For this reason there are special tools to optimize the performance of SSD units and verify their status, such as SSD Life, which lets you see your drive’s health status based on the number of times the drive has been accessed, or proprietary tools like Intel Solid-State Drive Toolbox.
The most effective defragging tools
Modern versions of Windows include their own disk-maintenance tools. From Windows Vista and on you can find this in Start > Control Panel > System and Security > Defrag hard disk, while in Windows 8 you’ll find it in “Defrag and optimize drives.” In both cases the process is done weekly and in the background without user intervention, meaning you can practically forget about the task. Nevertheless, there are a few alternatives out there that offer more features and control options.
One of the best-known is Defraggler, created by Piriform, fathers of the unmissable CCleaner. The way it works is very similar to the Windows-integrated tool, although it’s lighter and does the defrag process faster, in addition to being more precise when it comes to programming the analysis if you have several different drives.

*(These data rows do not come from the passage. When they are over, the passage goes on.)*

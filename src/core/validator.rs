//! Word validation engine
//!
//! Decides whether a candidate is accepted for a given root word and list of
//! already accepted words. Checks run in a fixed order and stop at the first
//! failure: empty, originality, feasibility, then the dictionary lookup.

use super::word::{is_possible, normalize};
use super::{Rejection, RootWord, ValidationOutcome};
use crate::dictionary::Dictionary;
use tracing::debug;

/// Language used for dictionary lookups unless configured otherwise
pub const DEFAULT_LANGUAGE: &str = "en";

/// Check whether `word` has not been accepted before
#[must_use]
pub fn is_original(word: &str, used_words: &[String]) -> bool {
    !used_words.iter().any(|used| used == word)
}

/// Stateless validator bound to a dictionary and a language
pub struct WordValidator<'d, D: Dictionary + ?Sized> {
    dictionary: &'d D,
    language: String,
}

impl<'d, D: Dictionary + ?Sized> WordValidator<'d, D> {
    /// Create a validator that looks words up in `dictionary` using the default language
    pub fn new(dictionary: &'d D) -> Self {
        Self {
            dictionary,
            language: DEFAULT_LANGUAGE.to_string(),
        }
    }

    /// Use a different dictionary language
    #[must_use]
    pub fn with_language(mut self, language: impl Into<String>) -> Self {
        self.language = language.into();
        self
    }

    /// Language passed to the dictionary
    #[must_use]
    pub fn language(&self) -> &str {
        &self.language
    }

    /// Check whether the dictionary recognizes `word` as a whole
    pub fn is_real(&self, word: &str) -> bool {
        !self.dictionary.is_misspelled(word, &self.language)
    }

    /// Validate a raw candidate against the root word and the accepted words
    ///
    /// The candidate is normalized first; `used_words` is expected to hold
    /// normalized words already. Nothing is mutated.
    ///
    /// # Examples
    /// ```
    /// use word_scramble::core::{RootWord, WordValidator, ValidationOutcome, Rejection};
    /// use word_scramble::dictionary::WordListDictionary;
    ///
    /// let dictionary = WordListDictionary::from_content("silk\nworm\n");
    /// let validator = WordValidator::new(&dictionary);
    /// let root = RootWord::new("silkworm").unwrap();
    ///
    /// assert_eq!(
    ///     validator.validate(" Silk ", &root, &[]),
    ///     ValidationOutcome::Accepted("silk".to_string())
    /// );
    /// assert_eq!(
    ///     validator.validate("silk", &root, &["silk".to_string()]),
    ///     ValidationOutcome::Rejected(Rejection::NotOriginal)
    /// );
    /// ```
    pub fn validate(
        &self,
        candidate: &str,
        root_word: &RootWord,
        used_words: &[String],
    ) -> ValidationOutcome {
        let word = normalize(candidate);

        let rejection = if word.is_empty() {
            Some(Rejection::Empty)
        } else if !is_original(&word, used_words) {
            Some(Rejection::NotOriginal)
        } else if !is_possible(&word, root_word.text()) {
            Some(Rejection::NotPossible)
        } else if !self.is_real(&word) {
            Some(Rejection::NotReal)
        } else {
            None
        };

        match rejection {
            Some(reason) => {
                debug!(word = %word, root = %root_word, ?reason, "Candidate rejected");
                ValidationOutcome::Rejected(reason)
            }
            None => {
                debug!(word = %word, root = %root_word, "Candidate accepted");
                ValidationOutcome::Accepted(word)
            }
        }
    }
}
//! TUI rendering with ratatui
//!
//! Root word header, input box, accepted words with length badges, and a popup
//! for rejected words.

use super::app::{Alert, App, MessageStyle};
use crate::core::letter_count;
use crate::output::formatters::{length_badge, spaced_letters, word_count};
use ratatui::{
    Frame,
    layout::{Alignment, Constraint, Direction, Flex, Layout, Rect},
    style::{Color, Modifier, Style},
    text::{Line, Span},
    widgets::{Block, BorderType, Borders, Clear, List, ListItem, Paragraph, Wrap},
};

/// Main UI rendering function
pub fn ui(f: &mut Frame, app: &App) {
    let chunks = Layout::default()
        .direction(Direction::Vertical)
        .constraints([
            Constraint::Length(3), // Header
            Constraint::Length(3), // Input area
            Constraint::Min(8),    // Main content
            Constraint::Length(1), // Status bar
        ])
        .split(f.area());

    render_header(f, app, chunks[0]);
    render_input(f, app, chunks[1]);

    // Main content area - split horizontally
    let main_chunks = Layout::default()
        .direction(Direction::Horizontal)
        .constraints([
            Constraint::Percentage(60), // Used words
            Constraint::Percentage(40), // Score and messages
        ])
        .split(chunks[2]);

    render_used_words(f, app, main_chunks[0]);
    render_info_panel(f, app, main_chunks[1]);

    render_status(f, app, chunks[3]);

    if let Some(alert) = &app.alert {
        render_alert(f, alert);
    }
}

fn render_header(f: &mut Frame, app: &App, area: Rect) {
    let header = Paragraph::new(spaced_letters(app.session.root_word().text()))
        .style(
            Style::default()
                .fg(Color::Yellow)
                .add_modifier(Modifier::BOLD),
        )
        .alignment(Alignment::Center)
        .block(
            Block::default()
                .title(" 🔤 WORD SCRAMBLE ")
                .title_alignment(Alignment::Center)
                .borders(Borders::ALL)
                .border_type(BorderType::Rounded)
                .style(Style::default().fg(Color::Cyan)),
        );
    f.render_widget(header, area);
}

fn render_input(f: &mut Frame, app: &App, area: Rect) {
    let input = Paragraph::new(app.input_buffer.as_str())
        .style(
            Style::default()
                .fg(Color::White)
                .add_modifier(Modifier::BOLD),
        )
        .block(
            Block::default()
                .title(" Enter your word ")
                .borders(Borders::ALL)
                .border_type(BorderType::Double)
                .style(Style::default().fg(Color::Yellow)),
        );
    f.render_widget(input, area);

    // Place the cursor after the typed text while no popup is open
    if app.alert.is_none() {
        let typed = u16::try_from(letter_count(&app.input_buffer)).unwrap_or(u16::MAX);
        let x = area.x.saturating_add(1).saturating_add(typed);
        f.set_cursor_position((x.min(area.right().saturating_sub(2)), area.y.saturating_add(1)));
    }
}

fn render_used_words(f: &mut Frame, app: &App, area: Rect) {
    let used_words = app.session.used_words();

    let items: Vec<ListItem> = if used_words.is_empty() {
        vec![ListItem::new("No words yet").style(Style::default().fg(Color::DarkGray))]
    } else {
        used_words
            .iter()
            .map(|word| {
                ListItem::new(Line::from(vec![
                    Span::styled(
                        length_badge(letter_count(word)),
                        Style::default().fg(Color::Cyan),
                    ),
                    Span::raw(" "),
                    Span::raw(word.clone()),
                ]))
            })
            .collect()
    };

    let list = List::new(items).block(
        Block::default()
            .title(format!(" Your Words ({}) ", used_words.len()))
            .borders(Borders::ALL)
            .style(Style::default().fg(Color::Green)),
    );

    f.render_widget(list, area);
}

fn render_info_panel(f: &mut Frame, app: &App, area: Rect) {
    let chunks = Layout::default()
        .direction(Direction::Vertical)
        .constraints([
            Constraint::Length(4), // Score
            Constraint::Min(3),    // Messages
        ])
        .split(area);

    render_score(f, app, chunks[0]);
    render_messages(f, app, chunks[1]);
}

fn render_score(f: &mut Frame, app: &App, area: Rect) {
    let content = vec![
        Line::from(vec![
            Span::raw("Score: "),
            Span::styled(
                app.session.score().to_string(),
                Style::default()
                    .fg(Color::Yellow)
                    .add_modifier(Modifier::BOLD),
            ),
        ]),
        Line::from(format!(
            "Found: {}",
            word_count(app.session.used_words().len())
        )),
    ];

    let paragraph = Paragraph::new(content).block(
        Block::default()
            .title(" Score ")
            .borders(Borders::ALL)
            .border_type(BorderType::Rounded),
    );
    f.render_widget(paragraph, area);
}

fn render_messages(f: &mut Frame, app: &App, area: Rect) {
    let messages: Vec<ListItem> = app
        .messages
        .iter()
        .rev()
        .map(|msg| {
            let style = match msg.style {
                MessageStyle::Info => Style::default().fg(Color::White),
                MessageStyle::Success => Style::default().fg(Color::Green),
                MessageStyle::Error => Style::default().fg(Color::Red),
            };
            ListItem::new(msg.text.clone()).style(style)
        })
        .collect();

    let messages_list =
        List::new(messages).block(Block::default().title(" Messages ").borders(Borders::ALL));

    f.render_widget(messages_list, area);
}

fn render_status(f: &mut Frame, app: &App, area: Rect) {
    let help_text = if app.alert.is_some() {
        "Any key: Dismiss | Ctrl-C: Quit"
    } else {
        "Enter: Submit | Ctrl-N: New Word | Esc: Quit"
    };

    let help = Paragraph::new(help_text)
        .alignment(Alignment::Center)
        .style(Style::default().fg(Color::DarkGray));
    f.render_widget(help, area);
}

fn render_alert(f: &mut Frame, alert: &Alert) {
    let area = centered_rect(f.area(), 50, 7);

    let content = vec![
        Line::from(""),
        Line::from(alert.message.as_str()),
        Line::from(""),
        Line::from(Span::styled(
            "Press any key",
            Style::default().fg(Color::DarkGray),
        )),
    ];

    let popup = Paragraph::new(content)
        .alignment(Alignment::Center)
        .wrap(Wrap { trim: true })
        .block(
            Block::default()
                .title(format!(" {} ", alert.title))
                .title_alignment(Alignment::Center)
                .borders(Borders::ALL)
                .border_type(BorderType::Thick)
                .style(Style::default().fg(Color::Red)),
        );

    f.render_widget(Clear, area);
    f.render_widget(popup, area);
}

/// A `width` x `height` rectangle centered in `area`
fn centered_rect(area: Rect, width: u16, height: u16) -> Rect {
    let [area] = Layout::horizontal([Constraint::Length(width)])
        .flex(Flex::Center)
        .areas(area);
    let [area] = Layout::vertical([Constraint::Length(height)])
        .flex(Flex::Center)
        .areas(area);
    area
}

#[cfg(test)]
mod tests {
    use super::*;
    use crate::core::{RootWord, WordValidator};
    use crate::dictionary::{Dictionary, WordListDictionary};
    use crate::session::Session;
    use rand::SeedableRng;
    use rand::rngs::StdRng;
    use ratatui::{Terminal, backend::TestBackend};

    fn screen_text(app: &App) -> String {
        let mut terminal = Terminal::new(TestBackend::new(80, 24)).unwrap();
        terminal.draw(|f| ui(f, app)).unwrap();
        terminal
            .backend()
            .buffer()
            .content
            .iter()
            .map(ratatui::buffer::Cell::symbol)
            .collect()
    }

    #[test]
    fn renders_root_and_words() {
        let dict = WordListDictionary::from_content("silk\nworm\n");
        let mut app = App::new(
            Session::with_root(RootWord::new("silkworm").unwrap()),
            WordValidator::new(&dict as &dyn Dictionary),
            StdRng::seed_from_u64(1),
        );
        app.input_buffer = "silk".to_string();
        app.submit();

        let text = screen_text(&app);
        assert!(text.contains("S I L K W O R M"));
        assert!(text.contains("Your Words (1)"));
        assert!(text.contains("silk"));
    }

    #[test]
    fn renders_alert_popup() {
        let dict = WordListDictionary::from_content("silk\n");
        let mut app = App::new(
            Session::with_root(RootWord::new("silkworm").unwrap()),
            WordValidator::new(&dict as &dyn Dictionary),
            StdRng::seed_from_u64(1),
        );
        app.input_buffer = "cat".to_string();
        app.submit();

        let text = screen_text(&app);
        assert!(text.contains("Word not possible"));
        assert!(text.contains("Press any key"));
    }

    #[test]
    fn very_long_input_keeps_cursor_in_box() {
        let dict = WordListDictionary::from_content("silk\n");
        let mut app = App::new(
            Session::with_root(RootWord::new("silkworm").unwrap()),
            WordValidator::new(&dict as &dyn Dictionary),
            StdRng::seed_from_u64(1),
        );
        app.input_buffer = "k".repeat(usize::from(u16::MAX) + 10);

        let mut terminal = Terminal::new(TestBackend::new(80, 24)).unwrap();
        terminal.draw(|f| ui(f, &app)).unwrap();

        let cursor = terminal.get_cursor_position().unwrap();
        assert_eq!(cursor.x, 78);
        assert_eq!(cursor.y, 4);
    }

    #[test]
    fn centered_rect_is_centered() {
        let outer = Rect::new(0, 0, 100, 41);
        let inner = centered_rect(outer, 50, 7);

        assert_eq!(inner.width, 50);
        assert_eq!(inner.height, 7);
        assert_eq!(inner.x, 25);
        assert_eq!(inner.y, 17);
    }

    #[test]
    fn centered_rect_clamps_to_area() {
        let outer = Rect::new(0, 0, 20, 5);
        let inner = centered_rect(outer, 50, 7);

        assert!(inner.width <= 20);
        assert!(inner.height <= 5);
    }
}
//! Word Scramble - CLI
//!
//! Word game with TUI and CLI modes: build words from the letters of a root word.

use anyhow::{Context, Result, anyhow};
use clap::{Parser, Subcommand};
use rand::SeedableRng;
use rand::rngs::StdRng;
use std::fs::File;
use std::io;
use std::path::Path;
use std::sync::Arc;
use tracing::{debug, info, warn};
use tracing_subscriber::EnvFilter;
use tracing_subscriber::fmt::writer::BoxMakeWriter;
use word_scramble::{
    commands::{check_word, find_solutions, run_simple},
    core::{RootWord, WordValidator},
    dictionary::{Dictionary, WordListDictionary},
    output::{print_check_result, print_solutions_result},
    session::Session,
    wordlists::{START_WORDS, loader},
};

const LOG_FILE: &str = "word_scramble.log";

#[derive(Parser)]
#[command(
    name = "word_scramble",
    about = "Make as many words as you can from the letters of a root word",
    version,
    author
)]
struct Cli {
    #[command(subcommand)]
    command: Option<Commands>,

    /// Start words: 'embedded' (default) or path to a file with one word per line
    #[arg(short = 's', long, global = true, default_value = "embedded")]
    start_words: String,

    /// Dictionary: 'embedded' (default) or path to a file with one word per line
    #[arg(short = 'd', long, global = true, default_value = "embedded")]
    dictionary: String,

    /// Dictionary language
    #[arg(short = 'l', long, global = true, default_value = "en")]
    language: String,

    /// Seed for picking root words (random if omitted)
    #[arg(long, global = true)]
    seed: Option<u64>,
}

#[derive(Subcommand)]
enum Commands {
    /// Interactive TUI mode (default)
    Play,

    /// Simple CLI mode (line-based, no TUI)
    Simple,

    /// Check a single word against a root word
    Check {
        /// The word to check
        word: String,

        /// Root word to spell from
        #[arg(short, long)]
        root: String,

        /// Words already accepted (comma-separated)
        #[arg(short, long, value_delimiter = ',')]
        used: Vec<String>,
    },

    /// List every dictionary word that can be made from a root word
    Solutions {
        /// Root word to spell from
        root: String,

        /// Shortest word to list
        #[arg(short, long, default_value = "3")]
        min_length: usize,
    },
}

/// Load start words based on the -s flag
fn load_start_words(source: &str) -> Result<Vec<String>> {
    match source {
        "embedded" => Ok(loader::words_from_slice(START_WORDS)),
        path => loader::load_from_file(path)
            .with_context(|| format!("could not load start words from {path}")),
    }
}

/// Load the dictionary based on the -d and -l flags
fn load_dictionary(source: &str, language: &str) -> Result<WordListDictionary> {
    let dictionary = match source {
        "embedded" => WordListDictionary::embedded(),
        path => WordListDictionary::from_file(path)
            .with_context(|| format!("could not load dictionary from {path}"))?,
    };

    debug!(words = dictionary.len(), language, "Dictionary loaded");
    Ok(dictionary.with_language(language))
}

fn make_rng(seed: Option<u64>) -> StdRng {
    seed.map_or_else(StdRng::from_os_rng, StdRng::seed_from_u64)
}

/// Log to stderr, or to a file while the TUI owns the terminal
///
/// In TUI mode a log file is only written when `RUST_LOG` asks for logs.
fn init_logging(to_file: bool) -> Result<()> {
    let from_env = EnvFilter::try_from_default_env();
    let writer = match (to_file, from_env.is_ok()) {
        (false, _) => BoxMakeWriter::new(io::stderr),
        (true, true) => log_file_writer(Path::new(LOG_FILE)),
        (true, false) => BoxMakeWriter::new(io::sink),
    };
    let filter = from_env.unwrap_or_else(|_| EnvFilter::new("warn"));

    tracing_subscriber::fmt()
        .with_env_filter(filter)
        .with_writer(writer)
        .with_ansi(!to_file)
        .try_init()
        .map_err(|err| anyhow!("could not install logger: {err}"))
}

/// Writer for the log file, or a sink if the file cannot be created
fn log_file_writer(path: &Path) -> BoxMakeWriter {
    match File::create(path) {
        Ok(file) => BoxMakeWriter::new(Arc::new(file)),
        Err(err) => {
            // The real subscriber is not installed yet, report on stderr
            let stderr = tracing_subscriber::fmt().with_writer(io::stderr).finish();
            tracing::subscriber::with_default(stderr, || {
                warn!(
                    path = %path.display(),
                    error = %err,
                    "Could not create log file, logs discarded"
                );
            });
            BoxMakeWriter::new(io::sink)
        }
    }
}

fn main() -> Result<()> {
    let cli = Cli::parse();

    // Default to Play mode if no command given
    let command = cli.command.unwrap_or(Commands::Play);
    init_logging(matches!(command, Commands::Play))?;

    let dictionary = load_dictionary(&cli.dictionary, &cli.language)?;
    let validator = WordValidator::new(&dictionary).with_language(&cli.language);

    match command {
        Commands::Play => {
            let mut rng = make_rng(cli.seed);
            let session = start_session(&cli.start_words, &mut rng)?;
            run_play_command(session, &dictionary, &cli.language, rng)
        }
        Commands::Simple => {
            let mut rng = make_rng(cli.seed);
            let mut session = start_session(&cli.start_words, &mut rng)?;
            run_simple(&mut session, &validator, &mut rng)
        }
        Commands::Check { word, root, used } => {
            let result = check_word(&word, &root, &used, &validator)?;
            print_check_result(&result);
            Ok(())
        }
        Commands::Solutions { root, min_length } => {
            let root_word = RootWord::new(&root)?;
            let result = find_solutions(&root_word, &dictionary, min_length);
            info!(root = %root_word, found = result.words.len(), "Solutions listed");
            print_solutions_result(&result);
            Ok(())
        }
    }
}

fn start_session(start_words: &str, rng: &mut StdRng) -> Result<Session> {
    let words = load_start_words(start_words)?;
    Session::start(&words, rng).context("could not start a game")
}

fn run_play_command(
    session: Session,
    dictionary: &WordListDictionary,
    language: &str,
    rng: StdRng,
) -> Result<()> {
    use word_scramble::interactive::{App, run_tui};

    let validator = WordValidator::new(dictionary as &dyn Dictionary).with_language(language);
    let app = App::new(session, validator, rng);
    run_tui(app)
}

#[cfg(test)]
mod tests {
    use super::*;
    use std::io::Write;
    use tracing_subscriber::fmt::MakeWriter;

    #[test]
    fn log_file_writer_creates_file() {
        let path = std::env::temp_dir().join("word_scramble_log_writer_test.log");
        let writer = log_file_writer(&path);
        writer.make_writer().write_all(b"hello\n").unwrap();

        assert_eq!(std::fs::read_to_string(&path).unwrap(), "hello\n");
        std::fs::remove_file(&path).unwrap();
    }

    #[test]
    fn unwritable_log_path_falls_back_to_sink() {
        let path = std::env::temp_dir()
            .join("word_scramble_no_such_dir")
            .join("nested")
            .join("word_scramble.log");
        let writer = log_file_writer(&path);

        assert!(writer.make_writer().write_all(b"dropped").is_ok());
        assert!(!path.exists());
    }
}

Other interesting alternatives include MyDefrag, which can work with external drives, or Smart Defrag, which in addition to reorganizing the drive content can run an optimization process based on how often you use each unit. Finally, the key is not which tool you opt for, but how you make use of it. Using these programs to defrag your drive monthly and correct in a timely way any writing errors that might arise should go a long way toward preserving the drive’s lifespan for many years.